Word of today: fungible 

Class: adjective | Syllables: FUN-juh-bul

Definition: Fungible describes things, such as currency, goods, and commodities, that can be exchanged for something else of the same kind or value. In broader usage, fungible can also mean “interchangeable,” as well as “readily changeable to adapt to new situations.”

// A dollar bill is considered fungible because it can easily and acceptably be traded for ten dimes, four quarters, twenty nickels, or one hundred pennies.
// Since fruits and vegetables are regarded as fungible in this diet, you are allowed a total of five servings of either or both.
// Some baseball team managers set their batting orders in stone, while others prefer to keep their lineups fungible, to respond to the strengths or weaknesses of different opposing pitchers.

Word of today: boycott 

Class: verb | Syllables: BOY-kaht

Definition: To boycott something is to refuse to buy, use, or participate in that thing as a form of protest. To boycott an entity, such as a company or country, is to stop using the goods or services of that entity until changes are made.

// People are boycotting the company for its refusal to reduce its yearly greenhouse gas emissions.

Word of today: encomium 

Class: noun | Syllables: en-KOH-mee-um

Definition: Encomium refers to an expression of glowing and warmly enthusiastic praise.

// Upon achieving EGOT status, the actor was deservedly showered with encomiums from across the entertainment world.

Word of today: reticent 

Class: adjective | Syllables: RET-uh-sunt

Definition: Reticent is often used as a synonym of reserved to describe someone who does not readily or openly talk to others.

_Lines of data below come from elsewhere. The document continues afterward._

// Copyright 2025 the Geom2d Authors
// SPDX-License-Identifier: Apache-2.0 OR MIT

//! Implementation of axis-aligned ellipses.

use crate::crossings::{path_ellipse_crossings, CrossingMode};
use crate::{
    farthest_point_on_segment, Circle, Intersects, Path, PathElement, PathError, PathIterator,
    Point, Rect, RoundRect, Segment, Shape, Vec2, WindingRule,
};

#[cfg(not(feature = "std"))]
use crate::common::FloatFuncs;

/// The distance of the Bézier control points from the on-curve points, for a
/// quarter of a unit circle.
pub(crate) const KAPPA: f64 = 0.552_284_749_830_793_4;

/// The maximum number of bisection steps of the ellipse root finders.
///
/// Enough to exhaust the precision of an `f64` interval.
const MAX_BISECTIONS: usize = 1074;

/// An axis-aligned ellipse, described by its bounding rectangle.
#[derive(Clone, Copy, Debug, Default, PartialEq)]
#[cfg_attr(feature = "schemars", derive(schemars::JsonSchema))]
#[cfg_attr(feature = "serde", derive(serde::Serialize, serde::Deserialize))]
pub struct Ellipse {
    rect: Rect,
}

impl Ellipse {
    /// Create an ellipse from its center and its radii along the x and y
    /// axes.
    #[inline]
    pub fn new(center: impl Into<Point>, radii: impl Into<Vec2>) -> Ellipse {
        let center = center.into();
        let radii = radii.into();
        Ellipse::from_rect(Rect::from_center_size(center, 2.0 * radii.x, 2.0 * radii.y))
    }

    /// Create the ellipse inscribed in `rect`.
    #[inline]
    pub fn from_rect(rect: Rect) -> Ellipse {
        Ellipse { rect: rect.abs() }
    }

    /// The bounding rectangle of the ellipse.
    #[inline]
    pub fn rect(&self) -> Rect {
        self.rect
    }

    /// Replace the bounding rectangle of the ellipse.
    #[inline]
    pub fn set_rect(&mut self, rect: Rect) {
        self.rect = rect.abs();
    }

    /// The center of the ellipse.
    #[inline]
    pub fn center(&self) -> Point {
        self.rect.center()
    }

    /// The radii along the x and y axes.
    #[inline]
    pub fn radii(&self) -> Vec2 {
        Vec2::new(self.rect.width() / 2.0, self.rect.height() / 2.0)
    }
}

/// Whether `p` is inside the ellipse inscribed in `rect`.
///
/// Works in the frame where the ellipse is the circle of radius 0.5 centered
/// at the origin.
pub(crate) fn ellipse_contains(rect: Rect, p: Point) -> bool {
    let (w, h) = (rect.width(), rect.height());
    if w <= 0.0 || h <= 0.0 {
        return false;
    }
    let nx = (p.x - rect.x0) / w - 0.5;
    let ny = (p.y - rect.y0) / h - 0.5;
    nx * nx + ny * ny <= 0.25
}

/// Whether the segment `p0`-`p1` intersects the ellipse inscribed in `rect`.
///
/// When `touching` is set, a segment tangent to the ellipse intersects it.
pub(crate) fn intersects_ellipse_segment(rect: Rect, p0: Point, p1: Point, touching: bool) -> bool {
    let (ea, eb) = (rect.width() / 2.0, rect.height() / 2.0);
    if ea <= 0.0 || eb <= 0.0 {
        return false;
    }
    let c = rect.center();
    let (a2, b2) = (ea * ea, eb * eb);
    let v = p1 - p0;
    let d = p0 - c;
    let qa = v.x * v.x / a2 + v.y * v.y / b2;
    let qb = 2.0 * (d.x * v.x / a2 + d.y * v.y / b2);
    let qc = d.x * d.x / a2 + d.y * d.y / b2 - 1.0;
    if qa == 0.0 {
        return qc < 0.0 || (touching && qc == 0.0);
    }
    let disc = qb * qb - 4.0 * qa * qc;
    if disc < 0.0 {
        return false;
    }
    if disc == 0.0 {
        let t = -qb / (2.0 * qa);
        return touching && (0.0..=1.0).contains(&t);
    }
    let sq = disc.sqrt();
    let t1 = (-qb - sq) / (2.0 * qa);
    let t2 = (-qb + sq) / (2.0 * qa);
    (t1 >= 0.0 || t2 >= 0.0) && (t1 <= 1.0 || t2 <= 1.0)
}

/// The point of the solid ellipse inscribed in `rect` nearest to `p`.
pub(crate) fn closest_point_on_solid_ellipse(rect: Rect, p: Point) -> Point {
    let c = rect.center();
    let (a, b) = (rect.width() / 2.0, rect.height() / 2.0);
    let d = p - c;
    if a > 0.0 && b > 0.0 && (d.x * d.x) / (a * a) + (d.y * d.y) / (b * b) <= 1.0 {
        return p;
    }
    // Work in the first quadrant, with the major axis along x.
    let swap = a < b;
    let (e0, e1, y0, y1) = if swap {
        (b, a, d.y.abs(), d.x.abs())
    } else {
        (a, b, d.x.abs(), d.y.abs())
    };
    let (x0, x1) = closest_in_quadrant(e0, e1, y0, y1);
    let (rx, ry) = if swap { (x1, x0) } else { (x0, x1) };
    Point::new(c.x + rx.copysign(d.x), c.y + ry.copysign(d.y))
}

/// The nearest point of the quarter ellipse with semi-axes `e0 >= e1` to the
/// point `(y0, y1)` of the first quadrant, which lies outside the ellipse.
fn closest_in_quadrant(e0: f64, e1: f64, y0: f64, y1: f64) -> (f64, f64) {
    if e1 <= 0.0 {
        // The ellipse is a segment along x.
        return (y0.min(e0.max(0.0)), 0.0);
    }
    if y1 > 0.0 {
        if y0 > 0.0 {
            let z0 = y0 / e0;
            let z1 = y1 / e1;
            let g = z0 * z0 + z1 * z1 - 1.0;
            if g != 0.0 {
                let r0 = (e0 / e1) * (e0 / e1);
                let s = ellipse_normal_root(r0, z0, z1, g);
                (r0 * y0 / (s + r0), y1 / (s + 1.0))
            } else {
                (y0, y1)
            }
        } else {
            (0.0, y1.min(e1))
        }
    } else {
        let numer = e0 * y0;
        let denom = e0 * e0 - e1 * e1;
        if numer < denom {
            let xde = numer / denom;
            (e0 * xde, e1 * (1.0 - xde * xde).sqrt())
        } else {
            (e0.min(y0), 0.0)
        }
    }
}

/// Bisection for the root of the normal equation of an ellipse.
fn ellipse_normal_root(r0: f64, z0: f64, z1: f64, g: f64) -> f64 {
    let n0 = r0 * z0;
    let mut s0 = z1 - 1.0;
    let mut s1 = if g < 0.0 { 0.0 } else { n0.hypot(z1) - 1.0 };
    let mut s = 0.0;
    for _ in 0..MAX_BISECTIONS {
        s = 0.5 * (s0 + s1);
        if s == s0 || s == s1 {
            break;
        }
        let ratio0 = n0 / (s + r0);
        let ratio1 = z1 / (s + 1.0);
        let gs = ratio0 * ratio0 + ratio1 * ratio1 - 1.0;
        if gs > 0.0 {
            s0 = s;
        } else if gs < 0.0 {
            s1 = s;
        } else {
            break;
        }
    }
    s
}

/// The point of the ellipse inscribed in `rect` farthest from `p`.
pub(crate) fn farthest_point_on_ellipse(rect: Rect, p: Point) -> Point {
    let c = rect.center();
    let (a, b) = (rect.width() / 2.0, rect.height() / 2.0);
    if a <= 0.0 && b <= 0.0 {
        return c;
    }
    if b <= 0.0 {
        return farthest_point_on_segment(Point::new(c.x - a, c.y), Point::new(c.x + a, c.y), p);
    }
    if a <= 0.0 {
        return farthest_point_on_segment(Point::new(c.x, c.y - b), Point::new(c.x, c.y + b), p);
    }
    let d = p - c;
    if d.x == 0.0 && d.y == 0.0 {
        return if a >= b {
            Point::new(c.x + a, c.y)
        } else {
            Point::new(c.x, c.y + b)
        };
    }
    let (a2, b2) = (a * a, b * b);
    // A point on the minor axis may see two farthest points off the axes.
    if a > b && d.x == 0.0 {
        let t = d.y * b2 / (b2 - a2);
        if t.abs() < b {
            return Point::new(c.x + a * (1.0 - t * t / b2).sqrt(), c.y + t);
        }
    } else if b > a && d.y == 0.0 {
        let t = d.x * a2 / (a2 - b2);
        if t.abs() < a {
            return Point::new(c.x + t, c.y + b * (1.0 - t * t / a2).sqrt());
        }
    }
    // Solve `sum (d_i e_i / (e_i² - λ))² = 1` for the Lagrange multiplier
    // λ > max(a², b²), where the left side decreases monotonically.
    let m = a2.max(b2);
    let mut lo = m;
    let mut hi = m + (d.x * d.x * a2 + d.y * d.y * b2).sqrt();
    let f = |l: f64| {
        let fx = d.x * a / (a2 - l);
        let fy = d.y * b / (b2 - l);
        fx * fx + fy * fy
    };
    for _ in 0..MAX_BISECTIONS {
        let mid = 0.5 * (lo + hi);
        if mid == lo || mid == hi {
            break;
        }
        if f(mid) > 1.0 {
            lo = mid;
        } else {
            hi = mid;
        }
    }
    Point::new(c.x + d.x * a2 / (a2 - hi), c.y + d.y * b2 / (b2 - hi))
}

#[doc(hidden)]
#[derive(Clone, Debug)]
pub struct EllipsePathIter {
    rect: Rect,
    ix: usize,
}

impl EllipsePathIter {
    pub(crate) fn new(rect: Rect) -> Self {
        let empty = rect.width() <= 0.0 || rect.height() <= 0.0;
        EllipsePathIter {
            rect,
            ix: if empty { 6 } else { 0 },
        }
    }
}

impl Iterator for EllipsePathIter {
    type Item = PathElement;

    fn next(&mut self) -> Option<PathElement> {
        let Rect { x0, y0, x1, y1 } = self.rect;
        let Point { x: cx, y: cy } = self.rect.center();
        let kx = KAPPA * self.rect.width() / 2.0;
        let ky = KAPPA * self.rect.height() / 2.0;
        self.ix += 1;
        match self.ix {
            1 => Some(PathElement::move_to((x1, cy))),
            2 => Some(PathElement::curve_to(
                (x1, cy),
                (x1, cy + ky),
                (cx + kx, y1),
                (cx, y1),
            )),
            3 => Some(PathElement::curve_to(
                (cx, y1),
                (cx - kx, y1),
                (x0, cy + ky),
                (x0, cy),
            )),
            4 => Some(PathElement::curve_to(
                (x0, cy),
                (x0, cy - ky),
                (cx - kx, y0),
                (cx, y0),
            )),
            5 => Some(PathElement::curve_to(
                (cx, y0),
                (cx + kx, y0),
                (x1, cy - ky),
                (x1, cy),
            )),
            6 => Some(PathElement::close((x1, cy), (x1, cy))),
            _ => None,
        }
    }
}

impl PathIterator for EllipsePathIter {
    #[inline]
    fn winding_rule(&self) -> WindingRule {
        WindingRule::NonZero
    }
}

impl Shape for Ellipse {
    type PathIter<'iter> = EllipsePathIter;

    fn path_iter(&self) -> EllipsePathIter {
        EllipsePathIter::new(self.rect)
    }

    #[inline]
    fn bounding_box(&self) -> Rect {
        self.rect
    }

    #[inline]
    fn contains(&self, pt: Point) -> bool {
        ellipse_contains(self.rect, pt)
    }

    /// Tests the corner of `rect` farthest from the center.
    fn contains_rect(&self, rect: Rect) -> bool {
        let c = self.center();
        let rc = rect.center();
        let corner = Point::new(
            if c.x <= rc.x { rect.x1 } else { rect.x0 },
            if c.y <= rc.y { rect.y1 } else { rect.y0 },
        );
        self.contains(corner)
    }

    fn closest_point(&self, pt: Point) -> Point {
        closest_point_on_solid_ellipse(self.rect, pt)
    }

    fn farthest_point(&self, pt: Point) -> Point {
        farthest_point_on_ellipse(self.rect, pt)
    }

    #[inline]
    fn translate(&mut self, v: Vec2) {
        self.rect = self.rect + v;
    }

    #[inline]
    fn is_empty(&self) -> bool {
        self.rect.is_empty()
    }

    fn intersects_path_iter<I: PathIterator>(&self, iter: I) -> Result<bool, PathError> {
        let mask = iter.winding_rule().crossing_mask(2);
        let crossings =
            path_ellipse_crossings(0, iter, self, CrossingMode::SimpleIntersectionWhenNotPolygon)?;
        Ok(crossings.is_hit(mask))
    }
}

impl Intersects<Ellipse> for Ellipse {
    fn intersects(&self, other: &Ellipse) -> bool {
        if self.is_empty() || other.is_empty() {
            return false;
        }
        // Map `self` onto the unit circle at the origin.
        let r = self.radii();
        let mapped = Rect::from_origin_size(
            (
                (other.rect.x0 - self.rect.x0) / r.x - 1.0,
                (other.rect.y0 - self.rect.y0) / r.y - 1.0,
            ),
            other.rect.width() / r.x,
            other.rect.height() / r.y,
        );
        closest_point_on_solid_ellipse(mapped, Point::ORIGIN).distance_squared(Point::ORIGIN) < 1.0
    }
}

impl Intersects<Circle> for Ellipse {
    fn intersects(&self, other: &Circle) -> bool {
        if self.is_empty() {
            return false;
        }
        let p = closest_point_on_solid_ellipse(self.rect, other.center);
        p.distance_squared(other.center) < other.radius * other.radius
    }
}

impl Intersects<Rect> for Ellipse {
    fn intersects(&self, other: &Rect) -> bool {
        let (w, h) = (self.rect.width(), self.rect.height());
        if w <= 0.0 || h <= 0.0 {
            return false;
        }
        let c = self.center();
        let nx = (crate::clamp(c.x, other.x0, other.x1) - c.x) / w;
        let ny = (crate::clamp(c.y, other.y0, other.y1) - c.y) / h;
        nx * nx + ny * ny < 0.25
    }
}

impl Intersects<Segment> for Ellipse {
    #[inline]
    fn intersects(&self, other: &Segment) -> bool {
        intersects_ellipse_segment(self.rect, other.p0, other.p1, false)
    }
}

impl Intersects<RoundRect> for Ellipse {
    #[inline]
    fn intersects(&self, other: &RoundRect) -> bool {
        other.intersects(self)
    }
}

impl Intersects<Path> for Ellipse {
    fn intersects(&self, other: &Path) -> bool {
        matches!(self.intersects_path_iter(other.path_iter()), Ok(true))
    }
}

Despite objections from some, reticent is also often used as a synonym of reluctant.

// She is reticent about discussing her personal business with anyone.
// Despite claims of openness, the organization has always been reticent to disclose even the most basic information about its internal operations.

Word of today: preen 

Class: verb | Syllables: PREEN

Definition: To preen is to make ones's appearance neat and tidy or to behave or speak with obvious pride or self-satisfaction. In ornithology, preen means "to groom with the bill."

// She stood preening herself in front of the mirror.
// The award-winners were preening backstage.